Fernanda Matarrita Chaves.   14 mayo
El actor y presentador venezolano, Vicente Tepedino vive en Costa Rica desde el 2006. Fotografía: José Cordero

Desde hace dos meses los televidentes perciben a un “nuevo” Vicente Tepedino. Desde que es parte de La gozadera, de Multimedios, sus participaciones son más relajadas y divertidas, al punto de que personas en la calle le han comentado que “no le conocían esa faceta”.

“Me dicen: 'Vicente, pero si no eras así'. Yo les digo que me ven así porque mi trabajo es una gozadera y hay que estar pasándola bien ”, cuenta.

Antes de ser parte de este proyecto, Tepedino trabajó como presentador de Giros, de Repretel, por tres años y medio; sin embargo, por mutuo acuerdo, él y sus jefaturas concluyeron que lo mejor era separarlo de su cargo. Desde hacía tiempo que las intervenciones de Vicente eran menores y él percibió que “su llama en el espacio se estaba apagando”.

“Siento que me fui de Repretel con las puertas abiertas. Busqué mi salida y ellos, con mucho respeto, me dieron la libertad. El Vicente que estás viendo al aire es Vicente, cuando empecé en Giros hace casi cuatro años entré con sonrisa y muchas ganas. Poco a poco me bajaron la llama, me apagaron. Me decían que eso no se hacía o decía. Siempre he sido jovial, alegre y colaborador”, asegura.

De lunes a viernes, Vicente, conocido también por sus trabajos como actor en producciones venezolanas, es parte del elenco que trabaja para llevar “alegría” a los hogares que los sintonizan por Multimedios. Ahora, como parte de la dinámica de La gozadera, Vicente, al igual que todos los presentadores del espacio, canta y baila; eso sí, él reconoce que no tiene talento para hacerlo, pero para ejecutarlo con éxito se apropia de sus capacidades actorales y así lograrlo con seguridad.

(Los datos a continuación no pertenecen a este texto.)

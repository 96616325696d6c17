//! System git backend
//!
//! Every operation is one `git` subprocess with an isolated environment.
//! Paths handed to git are relative to the directory the backend was opened
//! on, so they resolve the same way whatever symlinks sit above the repository.

use crate::core::error::{GitError, ReleaseError, ReleaseResult, ResultExt};
use crate::utils::path_to_git_format;
use std::path::{Path, PathBuf};
use std::process::{Command, Output};

/// Identity and date overrides that `git commit` reads from the environment
const IDENTITY_VARS: [&str; 7] = [
  "GIT_AUTHOR_NAME",
  "GIT_AUTHOR_EMAIL",
  "GIT_AUTHOR_DATE",
  "GIT_COMMITTER_NAME",
  "GIT_COMMITTER_EMAIL",
  "GIT_COMMITTER_DATE",
  "EMAIL",
];

/// Git backend using system git (zero crate dependencies)
pub struct SystemGit {
  /// Directory git commands run in
  pub(crate) repo_path: PathBuf,
}

impl SystemGit {
  /// Open the git repository containing `path`
  ///
  /// This performs ONE subprocess call to check that `path` is inside a work tree.
  pub fn open(path: &Path) -> ReleaseResult<Self> {
    let output = Command::new("git")
      .arg("-C")
      .arg(path)
      .args(["rev-parse", "--show-toplevel"])
      .output()
      .context("Failed to execute git rev-parse")?;

    if !output.status.success() {
      let stderr = String::from_utf8_lossy(&output.stderr);
      if stderr.contains("not a git repository") {
        return Err(ReleaseError::Git(GitError::RepoNotFound {
          path: path.to_path_buf(),
        }));
      }
      return Err(ReleaseError::message(format!("Failed to open git repository: {}", stderr)));
    }

    tracing::debug!(
      work_tree = %String::from_utf8_lossy(&output.stdout).trim(),
      "opened repository"
    );
    Ok(Self {
      repo_path: path.to_path_buf(),
    })
  }

  /// Get HEAD commit SHA
  pub fn head_commit(&self) -> ReleaseResult<String> {
    let output = self.run(&["rev-parse", "HEAD"], "Failed to get HEAD commit")?;
    Ok(String::from_utf8_lossy(&output.stdout).trim().to_string())
  }

  /// Stage the given paths
  pub fn stage(&self, paths: &[PathBuf]) -> ReleaseResult<()> {
    if paths.is_empty() {
      return Ok(());
    }

    let mut args = vec!["add".to_string(), "--".to_string()];
    args.extend(paths.iter().map(|p| path_to_git_format(p)));
    let args: Vec<&str> = args.iter().map(String::as_str).collect();
    self.run(&args, "Failed to stage files")?;
    Ok(())
  }

  /// Commit exactly `paths` with a summary line and a body paragraph
  ///
  /// Anything else already staged in the index is left out of the commit.
  /// Returns the new HEAD SHA.
  pub fn commit_paths(&self, summary: &str, body: &str, paths: &[PathBuf]) -> ReleaseResult<String> {
    let mut args = vec![
      "commit".to_string(),
      "--no-verify".to_string(),
      "-m".to_string(),
      summary.to_string(),
    ];
    if !body.is_empty() {
      args.push("-m".to_string());
      args.push(body.to_string());
    }
    args.push("--".to_string());
    args.extend(paths.iter().map(|p| path_to_git_format(p)));

    let args: Vec<&str> = args.iter().map(String::as_str).collect();
    self.run(&args, "Failed to create commit")?;
    self.head_commit()
  }

  /// Run one git command and turn a non-zero exit into `GitError::CommandFailed`
  fn run(&self, args: &[&str], context: &str) -> ReleaseResult<Output> {
    tracing::debug!(repo = %self.repo_path.display(), "git {}", args.join(" "));

    let output = self.git_cmd().args(args).output().context(context)?;

    if !output.status.success() {
      let stderr = String::from_utf8_lossy(&output.stderr);
      let stdout = String::from_utf8_lossy(&output.stdout);
      let detail = if stderr.trim().is_empty() { stdout } else { stderr };
      return Err(ReleaseError::Git(GitError::CommandFailed {
        command: format!("git {}", args.first().copied().unwrap_or_default()),
        stderr: detail.trim().to_string(),
      }));
    }

    Ok(output)
  }

  /// Create a safe git command with isolated environment
  ///
  /// - Sets working directory to repo path
  /// - Clears environment variables
  /// - Whitelists PATH, HOME and the commit identity variables
  /// - Adds safe configuration overrides
  pub(crate) fn git_cmd(&self) -> Command {
    let mut cmd = Command::new("git");

    cmd.arg("-C").arg(&self.repo_path);

    // Isolated environment (don't trust global config)
    cmd.env_clear();
    for key in ["PATH", "HOME"].into_iter().chain(IDENTITY_VARS) {
      if let Some(value) = std::env::var_os(key) {
        cmd.env(key, value);
      }
    }

    cmd.arg("-c").arg("advice.detachedHead=false");
    cmd.arg("-c").arg("core.quotePath=false"); // Don't escape non-ASCII

    cmd
  }
}
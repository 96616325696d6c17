mod changelog;
mod commands;
mod core;
mod manifest;
mod release;
mod utils;

use clap::Parser;
use crate::core::context::ReleaseContext;
use crate::core::error::{ReleaseError, ReleaseResult, print_error};
use crate::release::UpgradeRequest;
use std::path::{Path, PathBuf};
use tracing_subscriber::EnvFilter;
use tracing_subscriber::filter::LevelFilter;

/// Pin a new Richie release in every site of a site factory
#[derive(Parser)]
#[command(name = "site-release")]
#[command(version, about, long_about = None)]
#[command(styles = get_styles())]
struct Cli {
  /// Richie version to pin, e.g. 2.18.0
  #[arg(value_name = "VERSION")]
  target_version: String,

  /// Sites to upgrade (default: every site under the sites root)
  #[arg(value_name = "SITE")]
  sites: Vec<String>,

  /// Build each site after upgrading it
  #[arg(short, long)]
  build: bool,

  /// Commit each site's upgrade separately
  #[arg(short, long)]
  commit: bool,

  /// Show what would change without writing anything
  #[arg(long)]
  dry_run: bool,

  /// Print the report as JSON
  #[arg(long)]
  json: bool,

  /// Repository root (default: current directory)
  #[arg(long, value_name = "DIR")]
  root: Option<PathBuf>,

  /// Enable debug logging
  #[arg(short, long)]
  verbose: bool,
}

fn get_styles() -> clap::builder::Styles {
  clap::builder::Styles::styled()
    .usage(
      anstyle::Style::new()
        .bold()
        .underline()
        .fg_color(Some(anstyle::Color::Ansi(anstyle::AnsiColor::Yellow))),
    )
    .header(
      anstyle::Style::new()
        .bold()
        .underline()
        .fg_color(Some(anstyle::Color::Ansi(anstyle::AnsiColor::Yellow))),
    )
    .literal(anstyle::Style::new().fg_color(Some(anstyle::Color::Ansi(anstyle::AnsiColor::Green))))
    .invalid(
      anstyle::Style::new()
        .bold()
        .fg_color(Some(anstyle::Color::Ansi(anstyle::AnsiColor::Red))),
    )
    .error(
      anstyle::Style::new()
        .bold()
        .fg_color(Some(anstyle::Color::Ansi(anstyle::AnsiColor::Red))),
    )
    .valid(
      anstyle::Style::new()
        .bold()
        .underline()
        .fg_color(Some(anstyle::Color::Ansi(anstyle::AnsiColor::Green))),
    )
    .placeholder(anstyle::Style::new().fg_color(Some(anstyle::Color::Ansi(anstyle::AnsiColor::White))))
}

fn main() {
  let cli = Cli::parse();
  init_tracing(cli.verbose);

  let root = match resolve_root(cli.root.as_deref()) {
    Ok(root) => root,
    Err(e) => handle_error(e),
  };

  let ctx = match ReleaseContext::build(&root) {
    Ok(ctx) => ctx,
    Err(e) => handle_error(e),
  };

  let request = UpgradeRequest {
    version: cli.target_version,
    sites: cli.sites,
    build: cli.build,
    commit: cli.commit,
    dry_run: cli.dry_run,
  };

  if let Err(err) = commands::run_upgrade(&ctx, request, cli.json) {
    handle_error(err);
  }
}

/// Diagnostics go to stderr: `warn` by default, `debug` with `-v`, `RUST_LOG` honoured
fn init_tracing(verbose: bool) {
  let mut filter = EnvFilter::builder()
    .with_default_directive(LevelFilter::WARN.into())
    .from_env_lossy();
  if verbose {
    filter = filter.add_directive(LevelFilter::DEBUG.into());
  }

  tracing_subscriber::fmt()
    .with_env_filter(filter)
    .with_target(false)
    .with_writer(std::io::stderr)
    .init();
}

fn resolve_root(root: Option<&Path>) -> ReleaseResult<PathBuf> {
  let root = match root {
    Some(dir) => std::path::absolute(dir)?,
    None => std::env::current_dir()?,
  };
  if !root.is_dir() {
    return Err(ReleaseError::with_help(
      format!("Repository root {} is not a directory", root.display()),
      "Pass an existing directory with --root, or run from the repository root.",
    ));
  }
  Ok(root)
}

fn handle_error(err: ReleaseError) -> ! {
  print_error(&err);
  std::process::exit(err.exit_code().as_i32());
}
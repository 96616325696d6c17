//! Structured editing of dependency manifests
//!
//! Each supported format is parsed, the pinned version of one package is set,
//! and the document is written back in its original style:
//!
//! - **requirements**: pip requirements files (`richie==2.17.0`)
//! - **package-json**: npm `package.json` (`"richie-education": "2.17.0"`)
//! - **toml**: `pyproject.toml` (PEP 621 arrays and Poetry tables)
//!
//! Editing is pure: `ManifestKind::set_version` takes the current content and
//! returns the new content. Reading and writing files is the caller's job.

pub mod package_json;
pub mod requirements;
pub mod toml;

use crate::core::error::{ManifestError, ReleaseResult};
use serde::{Deserialize, Serialize};
use std::fmt;
use std::path::{Path, PathBuf};

/// Manifest file format
#[derive(Debug, Clone, Copy, PartialEq, Eq, Serialize, Deserialize)]
#[serde(rename_all = "kebab-case")]
pub enum ManifestKind {
  Requirements,
  PackageJson,
  Toml,
}

impl fmt::Display for ManifestKind {
  fn fmt(&self, f: &mut fmt::Formatter<'_>) -> fmt::Result {
    match self {
      ManifestKind::Requirements => write!(f, "requirements"),
      ManifestKind::PackageJson => write!(f, "package-json"),
      ManifestKind::Toml => write!(f, "toml"),
    }
  }
}

/// Outcome of setting a version in one manifest
#[derive(Debug, Clone, PartialEq, Eq)]
pub struct ManifestEdit {
  pub original: String,
  pub updated: String,
  /// Version pinned before the edit, when it was an exact pin
  pub previous: Option<String>,
}

impl ManifestEdit {
  pub(crate) fn new(original: &str, updated: String, previous: Option<String>) -> Self {
    Self {
      original: original.to_string(),
      updated,
      previous,
    }
  }

  pub(crate) fn unchanged(original: &str, previous: Option<String>) -> Self {
    Self::new(original, original.to_string(), previous)
  }

  pub fn is_changed(&self) -> bool {
    self.original != self.updated
  }
}

impl ManifestKind {
  /// Set `package` to `version` in `content`
  ///
  /// `path` is only used for error messages. A manifest that does not mention
  /// the package at all is an error, never a silent no-op.
  pub fn set_version(&self, path: &Path, content: &str, package: &str, version: &str) -> ReleaseResult<ManifestEdit> {
    let edited = match self {
      ManifestKind::Requirements => Ok(requirements::set_version(content, package, version)),
      ManifestKind::PackageJson => package_json::set_version(content, package, version),
      ManifestKind::Toml => toml::set_version(content, package, version),
    };

    match edited {
      Ok(Some(edit)) => Ok(edit),
      Ok(None) => Err(
        ManifestError::DependencyNotFound {
          path: path.to_path_buf(),
          package: package.to_string(),
        }
        .into(),
      ),
      Err(reason) => Err(
        ManifestError::Parse {
          path: path.to_path_buf(),
          reason,
        }
        .into(),
      ),
    }
  }
}

/// Resolve a manifest path (possibly a glob) inside a site directory
///
/// Returns the matching files sorted by path. Matching nothing is an error.
pub fn locate(site: &str, site_dir: &Path, pattern: &str) -> ReleaseResult<Vec<PathBuf>> {
  let not_found = || ManifestError::NotFound {
    site: site.to_string(),
    path: site_dir.join(pattern),
  };

  if !pattern.contains(['*', '?', '[']) {
    let path = site_dir.join(pattern);
    return if path.is_file() { Ok(vec![path]) } else { Err(not_found().into()) };
  }

  let full_pattern = site_dir.join(pattern);
  let mut matches: Vec<PathBuf> = glob::glob(&full_pattern.to_string_lossy())?
    .filter_map(Result::ok)
    .filter(|p| p.is_file())
    .collect();
  matches.sort();

  if matches.is_empty() {
    return Err(not_found().into());
  }
  Ok(matches)
}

“En La gozadera todos somos protagonistas y tenemos luz verde para proponer. Cada quien tiene un trabajo. La directora, Gaby Solano, es muy abierta y nos da oportunidad de hacer aportes. Como en todo, es ensayo y error, lo que no funciona, pasa”, dice.

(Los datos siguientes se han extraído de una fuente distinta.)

//! Keep-a-Changelog maintenance
//!
//! Upgrades are announced in the `## [Unreleased]` section of each site's
//! changelog under a `### <section>` subsection:
//!
//! ```markdown
//! ## [Unreleased]
//!
//! ### Changed
//!
//! - Upgrade to Richie 2.18.0
//! ```
//!
//! Running the same upgrade twice leaves the file untouched. Upgrading again
//! before a release replaces the previous upgrade line instead of stacking
//! a second one.

/// Subsection order used by Keep a Changelog
const SECTION_ORDER: [&str; 6] = ["added", "changed", "deprecated", "removed", "fixed", "security"];

/// Add (or refresh) the upgrade entry for `version`
///
/// `template` is the entry text with a `{version}` placeholder. The returned
/// string equals `content` when the entry is already present. Line endings
/// and trailing blank lines of `content` are kept.
pub fn upsert_entry(content: &str, section: &str, template: &str, version: &str) -> String {
  let entry = format!("- {}", template.replace("{version}", version));
  let previous_prefix = template
    .split_once("{version}")
    .map(|(prefix, _)| format!("- {}", prefix))
    .filter(|prefix| prefix.len() > 2);

  let layout = Layout::of(content);
  let mut lines: Vec<String> = content.lines().map(String::from).collect();
  let unreleased = find_or_insert_unreleased(&mut lines);
  let section_end = next_heading(&lines, unreleased + 1, "## ").unwrap_or(lines.len());
  let heading = format!("### {}", section);

  let existing = lines[unreleased + 1..section_end]
    .iter()
    .position(|line| line.trim_end().eq_ignore_ascii_case(&heading))
    .map(|offset| offset + unreleased + 1);

  match existing {
    Some(start) => {
      let end = next_heading(&lines, start + 1, "### ")
        .filter(|end| *end < section_end)
        .unwrap_or(section_end);

      if lines[start + 1..end].iter().any(|line| line.trim_end() == entry) {
        return content.to_string();
      }

      if let Some(prefix) = &previous_prefix
        && let Some(offset) = lines[start + 1..end].iter().position(|line| line.starts_with(prefix.as_str()))
      {
        lines[start + 1 + offset] = entry;
        return layout.finish(lines);
      }

      let mut at = start + 1;
      while at < end && lines[at].trim().is_empty() {
        at += 1;
      }
      lines.insert(at, entry);
      if let Some(next) = lines.get(at + 1)
        && !next.trim().is_empty()
        && !next.starts_with("- ")
      {
        lines.insert(at + 1, String::new());
      }
    }
    None => {
      let rank = section_rank(section);
      let at = lines[unreleased + 1..section_end]
        .iter()
        .position(|line| line.starts_with("### ") && section_rank(&line[4..]) > rank)
        .map(|offset| offset + unreleased + 1)
        .unwrap_or(section_end);

      let mut block = vec![heading, String::new(), entry, String::new()];
      if at > 0 && !lines[at - 1].trim().is_empty() {
        block.insert(0, String::new());
      }
      lines.splice(at..at, block);
    }
  }

  layout.finish(lines)
}

fn is_unreleased_heading(line: &str) -> bool {
  line.starts_with("## ") && line.to_ascii_lowercase().contains("unreleased")
}

/// Index of the Unreleased heading, inserting one before the first release
/// heading (or at the end) when the changelog has none
fn find_or_insert_unreleased(lines: &mut Vec<String>) -> usize {
  if let Some(index) = lines.iter().position(|line| is_unreleased_heading(line)) {
    return index;
  }

  let mut at = next_heading(lines, 0, "## ").unwrap_or(lines.len());
  if at > 0 && !lines[at - 1].trim().is_empty() {
    lines.insert(at, String::new());
    at += 1;
  }
  lines.splice(at..at, ["## [Unreleased]".to_string(), String::new()]);
  at
}

fn next_heading(lines: &[String], from: usize, marker: &str) -> Option<usize> {
  lines
    .iter()
    .skip(from)
    .position(|line| line.starts_with(marker))
    .map(|offset| offset + from)
}

fn section_rank(name: &str) -> usize {
  let name = name.trim().to_ascii_lowercase();
  SECTION_ORDER
    .iter()
    .position(|known| *known == name)
    .unwrap_or(SECTION_ORDER.len())
}

/// Line ending and trailing blank lines of the original file
struct Layout {
  eol: &'static str,
  trailing_blank: usize,
}

impl Layout {
  fn of(content: &str) -> Self {
    Self {
      eol: if content.contains("\r\n") { "\r\n" } else { "\n" },
      trailing_blank: content.lines().rev().take_while(|line| line.trim().is_empty()).count(),
    }
  }

  fn finish(&self, mut lines: Vec<String>) -> String {
    while lines.last().is_some_and(|line| line.trim().is_empty()) {
      lines.pop();
    }
    let mut output = lines.join(self.eol);
    for _ in 0..=self.trailing_blank {
      output.push_str(self.eol);
    }
    output
  }
}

Además de presentar, Vicente tiene la sección Cafeteando con Chente, la que consiste en salir una vez por semana a compartir con personas. Este trabajo ha permitido que Tepedino descubriera “héroes escondidos” y “personas maravillosas” en las comunidades costarricenses.

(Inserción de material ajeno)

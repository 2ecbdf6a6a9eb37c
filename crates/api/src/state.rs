use std::sync::Arc;

use catalog_db::context::ProductContext;
use catalog_db::store::ProductStore;

use crate::config::ServerConfig;

/// Shared application state available to all Axum handlers via `State<AppState>`.
///
/// This is cheaply cloneable (inner data is behind `Arc`).
#[derive(Clone)]
pub struct AppState {
    /// Backing product store (PostgreSQL or in-memory).
    pub store: Arc<dyn ProductStore>,
    /// Server configuration.
    pub config: Arc<ServerConfig>,
}

impl AppState {
    /// Open a fresh unit of work for the current request.
    pub fn products(&self) -> ProductContext {
        ProductContext::new(Arc::clone(&self.store))
    }
}
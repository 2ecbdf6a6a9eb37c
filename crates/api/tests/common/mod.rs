#![allow(dead_code)]

use std::sync::Arc;

use axum::body::Body;
use axum::http::{Method, Request, Response};
use axum::Router;
use http_body_util::BodyExt;
use tower::ServiceExt;

use catalog_api::config::ServerConfig;
use catalog_api::router::build_app_router;
use catalog_api::state::AppState;
use catalog_db::store::{MemoryProductStore, ProductStore};

/// Build a test `ServerConfig` with safe defaults.
///
/// Uses `http://localhost:5173` as CORS origin (matching the dev default)
/// and a 30-second request timeout.
pub fn test_config() -> ServerConfig {
    ServerConfig {
        host: "127.0.0.1".to_string(),
        port: 0,
        cors_origins: vec!["http://localhost:5173".to_string()],
        request_timeout_secs: 30,
        database_url: None,
        db_max_connections: 1,
    }
}

/// A fresh, empty in-memory store.
pub fn memory_store() -> Arc<dyn ProductStore> {
    Arc::new(MemoryProductStore::new())
}

/// Build the full application router over the given store.
///
/// Goes through `build_app_router` so tests exercise the same middleware
/// stack (CORS, request ID, timeout, tracing, panic recovery) that
/// production uses.
pub fn build_test_app(store: Arc<dyn ProductStore>) -> Router {
    let config = test_config();
    let state = AppState {
        store,
        config: Arc::new(config.clone()),
    };
    build_app_router(state, &config)
}

async fn send(app: Router, method: Method, uri: &str, body: Option<serde_json::Value>) -> Response<Body> {
    let builder = Request::builder().method(method).uri(uri);
    let request = match body {
        Some(json) => builder
            .header("content-type", "application/json")
            .body(Body::from(serde_json::to_vec(&json).unwrap()))
            .unwrap(),
        None => builder.body(Body::empty()).unwrap(),
    };
    app.oneshot(request).await.unwrap()
}

pub async fn get(app: Router, uri: &str) -> Response<Body> {
    send(app, Method::GET, uri, None).await
}

pub async fn delete(app: Router, uri: &str) -> Response<Body> {
    send(app, Method::DELETE, uri, None).await
}

pub async fn post_json(app: Router, uri: &str, body: serde_json::Value) -> Response<Body> {
    send(app, Method::POST, uri, Some(body)).await
}

pub async fn put_json(app: Router, uri: &str, body: serde_json::Value) -> Response<Body> {
    send(app, Method::PUT, uri, Some(body)).await
}

/// Collect a response body and parse it as JSON.
pub async fn body_json(response: Response<Body>) -> serde_json::Value {
    let bytes = response.into_body().collect().await.unwrap().to_bytes();
    serde_json::from_slice(&bytes).unwrap()
}

/// Collect a response body as raw bytes.
pub async fn body_bytes(response: Response<Body>) -> Vec<u8> {
    response
        .into_body()
        .collect()
        .await
        .unwrap()
        .to_bytes()
        .to_vec()
}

Vicente Tepedino se vinculó con la televisión costarricense en el 2015. Foto: Melissa Fernández Silva
“Una montaña rusa”

Vicente Tepedino y su familia viven en Costa Rica desde el 2006. Él y su esposa Mariola Montero vieron en emigrar la solución para prevenir la crisis social que golpea a Venezuela.

Si bien trabajó como actor y tenía una vida hecha en ese país, cuenta que empezar en Costa Rica no fue sencillo, pues antes de llegar no analizó que la industria del entretenimiento no es tan grande y por ello tuvo que realizar varios trabajos para subsistir junto a su núcleo.

“No es fácil emigrar, dejar tus raíces, tu casa, pero si se hace por bienestar tienes energía extra sin saber qué piedras tiene el camino, decides lanzarte y empezar una vida de cero. Nuestra vida ha sido como una montaña rusa. Los inicios fueron muy duros. Cuando llegamos nos enamoró la gente, pero costó encontrar trabajo. En Repretel empecé hasta el 2015, antes tuve oportunidades de hacer producciones en Panamá, Colombia y Venezuela, pero la otra parte del tiempo trabajé en relaciones públicas, vendía casas y hasta me contrataron para andar recolectando chatarra y lo hice con toda dignidad, en un pick up recorrí Costa Rica buscando muflas ”, recuerda.

Actualmente, Vicente, su esposa y sus dos hijos viven con toda tranquilidad. Ahora, su hermana y su sobrina también residen en Costa Rica.

“En este momento estoy totalmente feliz. Estamos juntos y eso nos llena de felicidad. Compartir con mi familia, con mi hermana y mi sobrina es maravilloso. Mi hijo juega fútbol, el domingo después del juego, nos sentamos a comer en una feria y les dije que eso es lo que me hace feliz. Estamos juntos y bien. Esa es la vida. Cuando uno se pone a buscar otras cosas nos la complicamos, la felicidad es muy sencilla”.